Efficient APIs with GraphQL and Serverless

GraphQL can be a tool for building enlightened APIs, but it can also be a source of mystery for developers accustomed to REST.

In this post, I'll talk about the motivations that might lead you to choose GraphQL, and how to serve a GraphQL API that will let you really take advantage of its benefits.

Here's what we'll be covering:

REST API design

First, let’s talk about some situations that arise in REST APIs; this directly segues into when and why you would want to use GraphQL.

Let's say you have a REST resource to represent the products that your business offers:

GET /products/123
{
  "id": "123",
  "name": "Widget",
  "price": "$10.00"
}

And also a resource for orders by customers:

GET /orders/445566
{
  "id": "445566",
  "customerName": "John Q. Public"
  "deliveryAddress": "1234 Elm St.",
  "productId": "123",
  "quantity": 5
}

The order refers to the product by its ID. If the client needs to display the product information in the context of the order, it makes two requests: one to get the order record, and one to get the details for the product specified on the order.

You might try to improve this API in a couple ways. One would be to offer a way to retrieve the product details directly from the order number, so that you can make the two requests in parallel.

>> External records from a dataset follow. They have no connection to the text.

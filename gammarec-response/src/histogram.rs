//! N-dimensional binned response histograms.
//!
//! A response histogram counts training events over a rectangular grid of
//! linear axes. Lookups clamp to the edge bins, matching the behavior of
//! the training side; interpolated lookups blend neighbor bins linearly
//! along every axis.
//!
//! The on-disk format is line-oriented text:
//!
//! ```text
//! RH 1
//! NM <name>
//! AX <name>;<bins>;<min>;<max>
//! BN <flat index> <value>
//! ```
//!
//! Only nonzero bins are written.

use std::fs::File;
use std::io::{BufRead, BufReader, BufWriter, Write};
use std::path::Path;

use tracing::debug;

use crate::error::{Error, Result};

/// One linear axis of a response histogram.
#[derive(Debug, Clone, PartialEq)]
pub struct Axis {
    /// Axis name (for diagnostics).
    pub name: String,
    /// Number of bins.
    pub bins: usize,
    /// Lower edge of the first bin.
    pub min: f64,
    /// Upper edge of the last bin.
    pub max: f64,
}

impl Axis {
    /// Creates a linear axis.
    pub fn new(name: impl Into<String>, bins: usize, min: f64, max: f64) -> Result<Self> {
        let name = name.into();
        if bins == 0 {
            return Err(Error::InvalidAxis(name, "zero bins".to_string()));
        }
        if !(max > min) {
            return Err(Error::InvalidAxis(name, "empty range".to_string()));
        }
        Ok(Self { name, bins, min, max })
    }

    /// Bin index of a value, clamped to the axis range.
    pub fn bin_of(&self, value: f64) -> usize {
        if value <= self.min {
            return 0;
        }
        if value >= self.max {
            return self.bins - 1;
        }
        let width = (self.max - self.min) / self.bins as f64;
        (((value - self.min) / width) as usize).min(self.bins - 1)
    }

    /// Center of a bin.
    pub fn bin_center(&self, bin: usize) -> f64 {
        let width = (self.max - self.min) / self.bins as f64;
        self.min + (bin as f64 + 0.5) * width
    }
}

/// An n-dimensional histogram of training counts.
#[derive(Debug, Clone, PartialEq)]
pub struct ResponseHistogram {
    name: String,
    axes: Vec<Axis>,
    data: Vec<f64>,
}

impl ResponseHistogram {
    /// Creates an empty histogram over the given axes.
    pub fn new(name: impl Into<String>, axes: Vec<Axis>) -> Self {
        let size = axes.iter().map(|a| a.bins).product();
        Self {
            name: name.into(),
            axes,
            data: vec![0.0; size],
        }
    }

    /// Histogram name.
    pub fn name(&self) -> &str {
        &self.name
    }

    /// The axes.
    pub fn axes(&self) -> &[Axis] {
        &self.axes
    }

    /// Number of axes.
    pub fn dimension(&self) -> usize {
        self.axes.len()
    }

    /// Sum over all bins.
    pub fn sum(&self) -> f64 {
        self.data.iter().sum()
    }

    fn flat_index(&self, bins: &[usize]) -> usize {
        let mut index = 0;
        for (axis, &bin) in self.axes.iter().zip(bins) {
            index = index * axis.bins + bin.min(axis.bins - 1);
        }
        index
    }

    fn check_dimension(&self, values: &[f64]) -> Result<()> {
        if values.len() != self.axes.len() {
            return Err(Error::DimensionMismatch {
                expected: self.axes.len(),
                got: values.len(),
            });
        }
        Ok(())
    }

    /// Adds `weight` to the bin containing `values`.
    pub fn fill(&mut self, values: &[f64], weight: f64) -> Result<()> {
        self.check_dimension(values)?;
        let bins: Vec<usize> = self
            .axes
            .iter()
            .zip(values)
            .map(|(axis, &v)| axis.bin_of(v))
            .collect();
        let index = self.flat_index(&bins);
        self.data[index] += weight;
        Ok(())
    }

    /// Value of the bin containing `values` (clamped at the edges).
    pub fn get(&self, values: &[f64]) -> Result<f64> {
        self.check_dimension(values)?;
        let bins: Vec<usize> = self
            .axes
            .iter()
            .zip(values)
            .map(|(axis, &v)| axis.bin_of(v))
            .collect();
        Ok(self.data[self.flat_index(&bins)])
    }

    /// Multilinear interpolation between the neighbor bin centers.
    pub fn get_interpolated(&self, values: &[f64]) -> Result<f64> {
        self.check_dimension(values)?;
        // per axis: lower neighbor bin and blend weight toward the upper
        let mut lower = Vec::with_capacity(self.axes.len());
        let mut fraction = Vec::with_capacity(self.axes.len());
        for (axis, &v) in self.axes.iter().zip(values) {
            let bin = axis.bin_of(v);
            let center = axis.bin_center(bin);
            let width = (axis.max - axis.min) / axis.bins as f64;
            if v < center && bin > 0 {
                lower.push(bin - 1);
                fraction.push(1.0 - (center - v) / width);
            } else if v > center && bin + 1 < axis.bins {
                lower.push(bin);
                fraction.push((v - center) / width);
            } else {
                lower.push(bin);
                fraction.push(0.0);
            }
        }
        let mut result = 0.0;
        for corner in 0..(1usize << self.axes.len()) {
            let mut weight = 1.0;
            let mut bins = Vec::with_capacity(self.axes.len());
            for d in 0..self.axes.len() {
                if corner & (1 << d) == 0 {
                    weight *= 1.0 - fraction[d];
                    bins.push(lower[d]);
                } else {
                    weight *= fraction[d];
                    bins.push((lower[d] + 1).min(self.axes[d].bins - 1));
                }
            }
            if weight > 0.0 {
                result += weight * self.data[self.flat_index(&bins)];
            }
        }
        Ok(result)
    }

    /// Writes the histogram to a file.
    pub fn save(&self, path: &Path) -> Result<()> {
        let mut out = BufWriter::new(File::create(path)?);
        writeln!(out, "RH 1")?;
        writeln!(out, "NM {}", self.name)?;
        for axis in &self.axes {
            writeln!(out, "AX {};{};{};{}", axis.name, axis.bins, axis.min, axis.max)?;
        }
        for (index, &value) in self.data.iter().enumerate() {
            if value != 0.0 {
                writeln!(out, "BN {index} {value}")?;
            }
        }
        Ok(())
    }

    /// Reads a histogram from a file.
    pub fn load(path: &Path) -> Result<Self> {
        let parse_err = |line: usize, message: String| Error::Parse {
            path: path.to_path_buf(),
            line,
            message,
        };
        let reader = BufReader::new(File::open(path)?);
        let mut name = String::new();
        let mut axes: Vec<Axis> = Vec::new();
        let mut bins: Vec<(usize, f64)> = Vec::new();
        let mut seen_header = false;
        for (number, line) in reader.lines().enumerate() {
            let line = line?;
            let number = number + 1;
            let line = line.trim();
            if line.is_empty() || line.starts_with('#') {
                continue;
            }
            let (tag, rest) = line
                .split_once(' ')
                .ok_or_else(|| parse_err(number, "missing tag".to_string()))?;
            match tag {
                "RH" => {
                    if rest.trim() != "1" {
                        return Err(parse_err(number, format!("unknown version {rest}")));
                    }
                    seen_header = true;
                }
                "NM" => name = rest.trim().to_string(),
                "AX" => {
                    let parts: Vec<&str> = rest.split(';').collect();
                    if parts.len() != 4 {
                        return Err(parse_err(number, "axis needs name;bins;min;max".to_string()));
                    }
                    let bins_count: usize = parts[1]
                        .trim()
                        .parse()
                        .map_err(|e| parse_err(number, format!("bad bin count: {e}")))?;
                    let min: f64 = parts[2]
                        .trim()
                        .parse()
                        .map_err(|e| parse_err(number, format!("bad axis minimum: {e}")))?;
                    let max: f64 = parts[3]
                        .trim()
                        .parse()
                        .map_err(|e| parse_err(number, format!("bad axis maximum: {e}")))?;
                    axes.push(Axis::new(parts[0].trim(), bins_count, min, max)?);
                }
                "BN" => {
                    let (index, value) = rest
                        .split_once(' ')
                        .ok_or_else(|| parse_err(number, "bin needs index and value".to_string()))?;
                    let index: usize = index
                        .trim()
                        .parse()
                        .map_err(|e| parse_err(number, format!("bad bin index: {e}")))?;
                    let value: f64 = value
                        .trim()
                        .parse()
                        .map_err(|e| parse_err(number, format!("bad bin value: {e}")))?;
                    bins.push((index, value));
                }
                other => return Err(parse_err(number, format!("unknown tag {other}"))),
            }
        }
        if !seen_header {
            return Err(parse_err(0, "missing RH header".to_string()));
        }
        let mut histogram = ResponseHistogram::new(name, axes);
        for (index, value) in bins {
            if index >= histogram.data.len() {
                return Err(parse_err(0, format!("bin index {index} out of range")));
            }
            histogram.data[index] = value;
        }
        debug!(
            path = %path.display(),
            dimension = histogram.dimension(),
            sum = histogram.sum(),
            "loaded response histogram"
        );
        Ok(histogram)
    }
}

#[cfg(test)]
mod tests {
    use super::*;
    use approx::assert_relative_eq;
    use tempfile::tempdir;

    fn axis(bins: usize, min: f64, max: f64) -> Axis {
        Axis::new("a", bins, min, max).unwrap()
    }

    #[test]
    fn test_bin_of_clamps() {
        let axis = axis(10, 0.0, 10.0);
        assert_eq!(axis.bin_of(-5.0), 0);
        assert_eq!(axis.bin_of(0.5), 0);
        assert_eq!(axis.bin_of(9.5), 9);
        assert_eq!(axis.bin_of(25.0), 9);
    }

    #[test]
    fn test_fill_and_get() {
        let mut histogram = ResponseHistogram::new(
            "test",
            vec![axis(10, 0.0, 10.0), axis(4, 0.0, 180.0)],
        );
        histogram.fill(&[2.5, 45.0], 3.0).unwrap();
        histogram.fill(&[2.5, 45.0], 1.0).unwrap();
        assert_relative_eq!(histogram.get(&[2.5, 45.0]).unwrap(), 4.0);
        assert_relative_eq!(histogram.get(&[7.5, 45.0]).unwrap(), 0.0);
        assert_relative_eq!(histogram.sum(), 4.0);
    }

    #[test]
    fn test_dimension_mismatch() {
        let histogram = ResponseHistogram::new("test", vec![axis(4, 0.0, 1.0)]);
        assert!(matches!(
            histogram.get(&[0.5, 0.5]),
            Err(Error::DimensionMismatch { expected: 1, got: 2 })
        ));
    }

    #[test]
    fn test_interpolation_blends_neighbors() {
        let mut histogram = ResponseHistogram::new("test", vec![axis(4, 0.0, 4.0)]);
        // centers at 0.5, 1.5, 2.5, 3.5
        histogram.fill(&[0.5], 10.0).unwrap();
        histogram.fill(&[1.5], 20.0).unwrap();
        let mid = histogram.get_interpolated(&[1.0]).unwrap();
        assert_relative_eq!(mid, 15.0);
        // exactly on a center: no blending
        assert_relative_eq!(histogram.get_interpolated(&[1.5]).unwrap(), 20.0);
    }

    #[test]
    fn test_save_load_round_trip() {
        let dir = tempdir().unwrap();
        let path = dir.path().join("test.rsp");
        let mut histogram = ResponseHistogram::new(
            "round-trip",
            vec![axis(8, 0.0, 2000.0), axis(9, 0.0, 90.0)],
        );
        histogram.fill(&[700.0, 30.0], 5.0).unwrap();
        histogram.fill(&[120.0, 80.0], 2.5).unwrap();
        histogram.save(&path).unwrap();

        let loaded = ResponseHistogram::load(&path).unwrap();
        assert_eq!(loaded, histogram);
    }

    #[test]
    fn test_load_rejects_garbage() {
        let dir = tempdir().unwrap();
        let path = dir.path().join("bad.rsp");
        std::fs::write(&path, "RH 1\nAX broken\n").unwrap();
        assert!(matches!(
            ResponseHistogram::load(&path),
            Err(Error::Parse { .. })
        ));
    }
}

GET /orders/445566/product
{
  "id": "123",
  "name": "Widget",
  "price": "$10.00"
}

If you consistently need all the product information with the order, you might just decide to include the product information in the order resource:

GET /orders/445566
{
  "id": "445566",
  "customerName": "John Q. Public"
  "deliveryAddress": "1234 Elm St.",
  "productId": "123",
  "productName": "Widget",
  "productPrice": "$10.00"
  "quantity": 5
}

Now you’ve solved the issue of having to make multiple requests, but you’ve polluted the order object with properties from another resource, which makes it harder to use and evolve. You can fix this by keeping all product information under a single property:

GET /orders/445566
{
  "id": "445566",
  "customerName": "John Q. Public"
  "deliveryAddress": "1234 Elm St.",
  "product": {
    "id": "123",
    "name": "Widget",
    "price": "$10.00"
  }
  "quantity": 5
}

That looks pretty good! It has the benefit that any code that was written to work with the /products response will also work with "product" property from /orders.

The drawback of including the product information on the order is how it affects the backend. This may require a more expensive multi-table query with SQL, or a second query under NoSQL, or else a denormalized table that records product information with the order. It also increases the size of the response body, which can become a real problem as the REST API gets more mature and the response includes more information for different purposes.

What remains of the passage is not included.